If it’s a real source of pain for you, then go for it. It doesn’t matter whether it should or shouldn’t be; the fact is that you are extremely disturbed by it and you have the power to do something about it. There is no reason to force yourself to live with the psychic angst and forgo the procedures.

Is it that different from all the anti-aging creams we stock in our cabinets? What sets it apart from makeup and manicures and dieting for appearance not health?

It is human nature to want to be attractive. It is a woman’s nature to want to appear beautiful (see previous letter).

I think we need to have a realistic acceptance of our age and stage of life (I never understood the point of lying about your age; it doesn’t change the reality) yet I believe we also have an obligation to take care of ourselves and present an attractive image particularly to our husbands – and to the world at large as well.

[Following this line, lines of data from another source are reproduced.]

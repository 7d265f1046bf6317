//! Core library for pool-sync.
//!
//! Keeps a local view of leveraged pools consistent with on-chain state and
//! committer events, tracks the connected account's pending commits and
//! drives the mint/burn form. The binary (`main.rs`) wires these pieces to a
//! websocket node.

pub mod chain;
pub mod commits;
pub mod config;
pub mod engine;
pub mod errors;
pub mod markets;
pub mod models;
pub mod notices;
pub mod pool;
pub mod registry;
pub mod swap;
pub mod sync;
pub mod transactions;
pub mod utils;
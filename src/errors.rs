use thiserror::Error;

pub type Result<T> = std::result::Result<T, AppError>;

#[derive(Debug, Error)]
pub enum AppError {
    #[error("Configuration error: {0}")]
    Config(String),

    #[error("Environment variable error: {0}")]
    Env(#[from] std::env::VarError),

    #[error("I/O error: {0}")]
    Io(#[from] std::io::Error),

    #[error("URL parse error: {0}")]
    UrlParse(#[from] url::ParseError),

    #[error("Provider error: {0}")]
    Provider(#[from] ethers::providers::ProviderError),

    #[error("Contract error: {0}")]
    Contract(
        #[from] ethers::contract::ContractError<ethers::providers::Provider<ethers::providers::Ws>>,
    ),

    #[error("Serialization error: {0}")]
    SerdeJson(#[from] serde_json::Error),

    /// Submission rejected or reverted. Nothing was mutated; retry is a fresh user action.
    #[error("Transaction failed: {0}")]
    Submission(String),

    /// An event or command referenced a pool or commit this process does not know.
    #[error("Stale reference: {0}")]
    StaleReference(String),

    #[error("No pool for market {market} at leverage {leverage:?}")]
    ConfigurationUnsatisfiable {
        market: String,
        leverage: Option<u32>,
    },

    /// A component tried to reach a collaborator that is gone (e.g. the engine queue closed).
    #[error("Missing collaborator: {0}")]
    MissingContext(&'static str),

    #[error("Amount error: {0}")]
    Amount(String),

    #[error("Other: {0}")]
    Other(String),
}

impl AppError {
    /// Errors that are expected under eventual-consistency races and never shown to the user.
    pub fn is_silent(&self) -> bool {
        matches!(self, AppError::StaleReference(_))
    }
}

#[cfg(test)]
mod tests {
    use super::*;

    #[test]
    fn only_stale_references_are_silent() {
        assert!(AppError::StaleReference("pool 0x0".into()).is_silent());
        assert!(!AppError::Submission("reverted".into()).is_silent());
        assert!(!AppError::MissingContext("engine").is_silent());
    }

    #[test]
    fn unsatisfiable_message_names_market() {
        let err = AppError::ConfigurationUnsatisfiable {
            market: "BTC/USD".into(),
            leverage: Some(3),
        };
        assert_eq!(err.to_string(), "No pool for market BTC/USD at leverage Some(3)");
    }
}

How we manage that is very individual.

I don’t believe it’s an area where someone else can judge for you. As long as you recognize that your physical self is not your true essence, as long as you keep your motivation simple and maintain perspective on what’s really important, then who am I to judge?

Clash with Ex-Wife

Dear Emuna,

I was married for 15 years and my ex-wife and I have 4 children. Our divorce was messy, leaving us both struggling financially. My ex-wife’s brother and sister-in-law have moved in with her to help supplement her income. I never got along with them and let me just say that we don’t share the same values. My ex and I have shared custody of the children and I’m really not happy that they now live with my ex-brother-in-law and sister-in-law. I’m not sure what to do. The house is in both of our names and I could institute some legal proceedings but I’m not sure if that’s the best route. What do you recommend?

Betwixt and Between

Dear Torn,

There is one important point that all divorced and divorcing parents must keep in mind. Once you have children with someone, you are tied to them for the rest of your life. However much you now “can’t stand” that individual, you still need to interact with them – frequently. And you need to do it in an amicable fashion for the sake of your children. This is crucial. (In fact, couples who are thinking of divorcing may change their minds when they recognize and accept this reality).

I’m not sure why you jumped immediate to the most extreme response i.e. the courts. Perhaps you could begin with a more civilized conversation with your former wife: “The kids tell me that your brother and sister-in-law have moved in. I know you are as concerned for the children’s welfare as I am. Are you comfortable with their potential influence on them?”

This may solve the whole issue. You may discover that your wife has safeguards in place to deal with problem. Or she may acknowledge that, in her desperation for greater financial security, she briefly lost sight of the deeper issues. She may propose an alternative solution. Hostilities and courts could possibly be avoided.

If things don’t go as smoothly as I suggest, you still need to be careful. You don’t want your children stuck in the middle. Your goal is to protect them not to make them pawns in your arguments. Never lose sight of this fact.

Like I said, even though you are no longer married, you need to maintain a good relationship in order to co-parent your children. So proceed with caution. For their sakes.